Streaming load features for IRRlicht...

christianclavet · Post by **christianclavet** » Fri Jul 04, 2008 9:17 pm

Hi,

It would be wonderful if in the future, we could use load functions and have a status of the loading process and being able to do something ELSE while loading the file.

At the moment, we have to display a "loading" graphic and hope the user will know it's loading and it's not crashed.

Doing this will surely mean, pathching the IRRlicht core to use a separate cpu thread and update the status to the loader. For compatibility with older source, we could have the 2 methods and use a parameter in the function to use the new method.

For this to work; The meshbuffer/image buffer access should be blocked until the status is load-completed (for example, you render the scene graph while streaming the level's assets (as in SECOND LIFE)) So before rendering the scene, the scene manager will check if the current geometry/images is complete.

For other useful statuses we could use a function to retrieve the size of the file and the current loading progress (bytes loaded). (So with this we could display % loaded on the load screen while it's loading.

I only wish that this could be read and evaluated by the IRRlicht dev team so we could have this in future releases. (They have so much to do already) Perpaps if someone can do this, could post a patch request?

I think that having this will have the user feeling the engine is getting faster because we could load an IRRscene, and start the rendering directly (we'll see meshes coming on the screen as they are being loaded). If it's planned carefully by the game designer, the user would not even see the mesh coming on screen (could load a small building first, then after the rest of the level))

Dark_Kilauea · Post by **Dark_Kilauea** » Fri Jul 04, 2008 10:00 pm

An asynchronous file loader is your answer, however it would require extensive modification to irrlicht to do. Mainly, we would have to separate file loading from the scene manager, then thread safe the scene manager to protect against additions to the scenegraph while rendering. This will probably affect rendering time.

One might be able to pull it off without threads, but IMO threads are both safer and easier to implement. I'm just worried about the mutex that may be required in the rendering loop to pull this off. A mutex will end up hurting rendering speed.

christianclavet · Post by **christianclavet** » Fri Jul 04, 2008 10:32 pm

Just a kind of global value that "loading" is occuring. The rendering will surely be a "little" slower when loading at the same time (I think it's normal, now we don't have nothing)

So when the loading is started and not yet completed a "global" flag somewhere is having "loading proceeding".

If this flag is on when the scene manager will render the scene(a single simple check before rendering the frame), it will check for every meshes/images to be complete in the buffers. If loading is complete then it will simply render the scene without checking for this. Only when the first occurence of the loading occur stop the current render (So it will not crash the scene manager) and restart with the flag ON.

There would be to have some modifications to the core loading functions, and the scene manager also.

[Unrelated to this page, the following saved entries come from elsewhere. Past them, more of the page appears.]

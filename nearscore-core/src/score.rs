//! The two-stage scoring model.
//!
//! A category score combines a saturating proximity term and a saturating
//! count term, plus an optional bonus, clamped to `[0, 10]`. The overall
//! score is a plain weighted sum of category scores; weights are used as-is
//! even when they do not sum to 1.0.

use crate::amenity::Category;
use crate::config::{CategoryConfig, OverallWeights};
use crate::stats::CategoryStats;

/// Map aggregate statistics to a bounded category score in `[0, 10]`.
///
/// - Proximity: zero when the set is empty, otherwise
///   `max(0, 1 - min(d_min, D0) / D0) * proximity_weight`.
/// - Count: `min(n_total, Nsat) / Nsat * count_weight`.
/// - Bonus: `bonus.amount` added when the category defines a bonus and it
///   fired.
///
/// For fixed `n_total`, a smaller `d_min` never lowers the score; for fixed
/// `d_min`, a larger `n_total` never lowers it, and the count term is flat
/// beyond Nsat.
///
/// # Examples
/// ```
/// use nearscore_core::{CategoryConfig, CategoryStats, category_score};
///
/// let config = CategoryConfig {
///     saturation_distance_m: 4_000.0,
///     proximity_weight: 7.0,
///     count_weight: 3.0,
///     count_saturation: 3,
///     bonus: None,
/// };
/// let stats = CategoryStats { n_total: 5, d_min: Some(1_000.0), bonus_active: false };
/// assert!((category_score(&config, &stats) - 8.25).abs() < 1e-9);
/// ```
#[must_use]
pub fn category_score(config: &CategoryConfig, stats: &CategoryStats) -> f64 {
    let proximity_points = match stats.d_min {
        Some(d_min) if stats.n_total > 0 => {
            let d0 = config.saturation_distance_m;
            let proximity_norm = (1.0 - d_min.min(d0) / d0).max(0.0);
            proximity_norm * config.proximity_weight
        }
        _ => 0.0,
    };

    let capped_count = u32::try_from(stats.n_total)
        .unwrap_or(u32::MAX)
        .min(config.count_saturation);
    let count_norm = f64::from(capped_count) / f64::from(config.count_saturation);
    let count_points = count_norm * config.count_weight;

    let mut score = proximity_points + count_points;
    if let Some(bonus) = config.bonus {
        if stats.bonus_active {
            score += bonus.amount;
        }
    }
    score.clamp(0.0, 10.0)
}

/// Weighted combination of category scores into a single `[0, 10]` figure.
///
/// No renormalization is applied; when the weights sum to 1.0 the result lies
/// in `[0, 10]` by construction.
#[must_use]
pub fn overall_score<I>(weights: &OverallWeights, category_scores: I) -> f64
where
    I: IntoIterator<Item = (Category, f64)>,
{
    category_scores
        .into_iter()
        .map(|(category, score)| weights.get(category) * score)
        .sum()
}
//! Repository layer for the request queue and trend data store.
//!
//! All request state transitions go through this layer. Datetimes are
//! stored as RFC 3339 TEXT and compared lexicographically in SQL; integer
//! vectors are stored as JSON TEXT.

mod claim;
mod fragments;
mod helpers;
mod ingest;
mod requests;
mod staging;

use std::path::{Path, PathBuf};

use chrono::{DateTime, Utc};
use rusqlite::Connection;
use thiserror::Error;

pub use claim::ClaimOutcome;
pub use fragments::FragmentRow;
pub use ingest::{GeoRecord, RelatedRecord, RelatedRef, StructuredRecords};
pub use requests::{RequestWindow, StoreSummary};

/// Errors from the persistence layer.
#[derive(Debug, Error)]
pub enum RepositoryError {
    #[error("database error: {0}")]
    Sqlite(#[from] rusqlite::Error),
    #[error("stored JSON is invalid: {0}")]
    Json(#[from] serde_json::Error),
    #[error("{0}")]
    Logic(String),
}

pub type Result<T> = std::result::Result<T, RepositoryError>;

/// SQLite-backed store for requests, keywords, and fetched trend data.
pub struct TrendsRepository {
    db_path: PathBuf,
}

impl TrendsRepository {
    /// Open the store, creating the schema if needed.
    pub fn new(db_path: &Path) -> Result<Self> {
        let repo = Self {
            db_path: db_path.to_path_buf(),
        };
        repo.init_schema()?;
        Ok(repo)
    }

    pub(crate) fn connect(&self) -> Result<Connection> {
        let conn = Connection::open(&self.db_path)?;
        conn.execute_batch(
            r#"
            PRAGMA journal_mode = WAL;
            PRAGMA busy_timeout = 5000;
            PRAGMA foreign_keys = ON;
        "#,
        )?;
        Ok(conn)
    }

    fn init_schema(&self) -> Result<()> {
        let conn = self.connect()?;
        conn.execute_batch(
            r#"
            -- Request lifecycle lookup
            CREATE TABLE IF NOT EXISTS request_status (
                rs_id INTEGER PRIMARY KEY,
                rs_name TEXT NOT NULL UNIQUE
            );
            INSERT OR IGNORE INTO request_status (rs_id, rs_name) VALUES
                (1, 'open'), (2, 'running'), (3, 'done'), (4, 'error');

            -- Topics are created lazily as recommended topic keywords arrive
            CREATE TABLE IF NOT EXISTS keyword_topics (
                kt_id INTEGER PRIMARY KEY AUTOINCREMENT,
                kt_name TEXT NOT NULL UNIQUE
            );

            -- Query strings and topic ids; topics carry a title and topic,
            -- plain queries carry neither
            CREATE TABLE IF NOT EXISTS keywords (
                k_id INTEGER PRIMARY KEY AUTOINCREMENT,
                k_q TEXT NOT NULL UNIQUE,
                k_title TEXT,
                kt_id INTEGER REFERENCES keyword_topics (kt_id),
                k_added TEXT NOT NULL,
                CHECK ((k_title IS NULL) = (kt_id IS NULL))
            );

            CREATE TABLE IF NOT EXISTS locations (
                l_id INTEGER PRIMARY KEY AUTOINCREMENT,
                l_iso TEXT NOT NULL UNIQUE,
                l_name TEXT NOT NULL
            );

            -- Fetch workers, interned on first use for provenance
            CREATE TABLE IF NOT EXISTS fetchers (
                f_id INTEGER PRIMARY KEY AUTOINCREMENT,
                f_name TEXT NOT NULL,
                f_host TEXT NOT NULL,
                f_api TEXT NOT NULL,
                UNIQUE (f_name, f_host)
            );

            -- The work queue; rows are created by the external queueing tool
            CREATE TABLE IF NOT EXISTS requests (
                r_id INTEGER PRIMARY KEY AUTOINCREMENT,
                r_who TEXT NOT NULL,
                r_when TEXT NOT NULL,
                r_api TEXT NOT NULL,
                r_prio INTEGER NOT NULL DEFAULT 0,
                r_geo INTEGER REFERENCES locations (l_id),
                r_tf_start TEXT NOT NULL,
                r_tf_end TEXT NOT NULL,
                r_status INTEGER NOT NULL DEFAULT 1 REFERENCES request_status (rs_id),
                r_notbefore TEXT NOT NULL,
                r_notafter TEXT NOT NULL,
                r_ts TEXT,
                r_fetcher INTEGER REFERENCES fetchers (f_id),
                r_note TEXT,
                CHECK (r_tf_start < r_tf_end)
            );

            CREATE TABLE IF NOT EXISTS keywords_in_request (
                r_id INTEGER NOT NULL REFERENCES requests (r_id),
                k_id INTEGER NOT NULL REFERENCES keywords (k_id),
                UNIQUE (r_id, k_id)
            );

            -- Sample vectors, one row per (request, keyword)
            CREATE TABLE IF NOT EXISTS trends_time (
                t_id INTEGER PRIMARY KEY AUTOINCREMENT,
                r_id INTEGER NOT NULL REFERENCES requests (r_id),
                k_id INTEGER NOT NULL REFERENCES keywords (k_id),
                t_v TEXT NOT NULL,
                UNIQUE (r_id, k_id)
            );

            -- Per-location values at a given aggregation scope
            CREATE TABLE IF NOT EXISTS trends_geo (
                r_id INTEGER NOT NULL REFERENCES requests (r_id),
                l_id INTEGER NOT NULL REFERENCES locations (l_id),
                k_id INTEGER NOT NULL REFERENCES keywords (k_id),
                g_scope TEXT NOT NULL
                    CHECK (g_scope IN ('country', 'states', 'region', 'dma')),
                g_v INTEGER NOT NULL,
                UNIQUE (r_id, l_id, k_id)
            );

            -- Keywords the service recommends alongside a fetched keyword
            CREATE TABLE IF NOT EXISTS keywords_related (
                r_id INTEGER NOT NULL REFERENCES requests (r_id),
                k_id INTEGER NOT NULL REFERENCES keywords (k_id),
                kr_kw INTEGER NOT NULL REFERENCES keywords (k_id),
                kr_istop INTEGER NOT NULL,
                kr_value INTEGER NOT NULL
            );

            -- Durable staging for fetched payloads awaiting ingestion
            CREATE TABLE IF NOT EXISTS raw_fetcher_output (
                rfo_id INTEGER PRIMARY KEY AUTOINCREMENT,
                rfo_raw TEXT NOT NULL,
                f_id INTEGER NOT NULL REFERENCES fetchers (f_id),
                r_id INTEGER NOT NULL REFERENCES requests (r_id),
                k_id INTEGER NOT NULL REFERENCES keywords (k_id),
                rfo_ts TEXT NOT NULL
            );

            -- Free-form request labels, including the reserved
            -- resolution:hourly / resolution:daily tags
            CREATE TABLE IF NOT EXISTS tags (
                tg_id INTEGER PRIMARY KEY AUTOINCREMENT,
                tg_name TEXT NOT NULL UNIQUE
            );
            CREATE TABLE IF NOT EXISTS requests_tags (
                r_id INTEGER NOT NULL REFERENCES requests (r_id),
                tg_id INTEGER NOT NULL REFERENCES tags (tg_id),
                UNIQUE (r_id, tg_id)
            );

            -- Indexes for the claim query and the stitching reads
            CREATE INDEX IF NOT EXISTS idx_requests_claim
                ON requests (r_status, r_prio, r_notafter);
            CREATE INDEX IF NOT EXISTS idx_trends_time_keyword
                ON trends_time (k_id);
            CREATE INDEX IF NOT EXISTS idx_requests_tags
                ON requests_tags (tg_id);
        "#,
        )?;
        Ok(())
    }
}

/// Parse a datetime string from the database, defaulting to Unix epoch on
/// error.
pub fn parse_datetime(s: &str) -> DateTime<Utc> {
    DateTime::parse_from_rfc3339(s)
        .map(|dt| dt.with_timezone(&Utc))
        .unwrap_or(DateTime::UNIX_EPOCH)
}

/// Collapse a no-rows result into `None`.
pub(crate) fn to_option<T>(result: rusqlite::Result<T>) -> Result<Option<T>> {
    match result {
        Ok(v) => Ok(Some(v)),
        Err(rusqlite::Error::QueryReturnedNoRows) => Ok(None),
        Err(e) => Err(e.into()),
    }
}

rogerborg · Post by **rogerborg** » Sat Jul 05, 2008 12:24 am

Dark_Kilauea wrote:One might be able to pull it off without threads

What would be the point? The idea is to do work while the loading thread is busy (if you've got multiple cores) or stalled waiting on I/O.

Dark_Kilauea wrote:but IMO threads are both safer

Ouch.

Dark_Kilauea wrote:and easier to implement.

Now you're trying to wind me up, I just know it.

Dark_Kilauea wrote:I'm just worried about the mutex that may be required in the rendering loop to pull this off. A mutex will end up hurting rendering speed.

It depends what you mutex. If you mutex (e.g.) the entire mesh and texture caches, then you'd either have to stall or skip rendering if you can't take the mutex, either of which would negate the point of parallelising the loading. Mutexing each mesh / texture would allow smaller granularity, but with more opportunities to screw up. Note that you'd have to mutex scene nodes as well, as you wouldn't want the loading thread to modify a node as it's being used by the scene manager, or vice versa, and you'd have to protect the loading thread from accessing any resources while the main thread is deleting resources, including when it's shutting down.

christianclavet wrote:Just a kind of global value that "loading" is occuring. The rendering will surely be a "little" slower when loading at the same time (I think it's normal, now we don't have nothing)

So when the loading is started and not yet completed a "global" flag somewhere is having "loading proceeding".

If this flag is on when the scene manager will render the scene(a single simple check before rendering the frame)

Only if you can guarantee that loading can't begin after the scene has started rendering.

christianclavet wrote:it will check for every meshes/images to be complete in the buffers.

I guess if the flag starts clear and is set once on completion that would be as close to thread safe as you're going to get, but since mutexing is required anyway to control access to (at least) the scene nodes, you might as well mutex the resources.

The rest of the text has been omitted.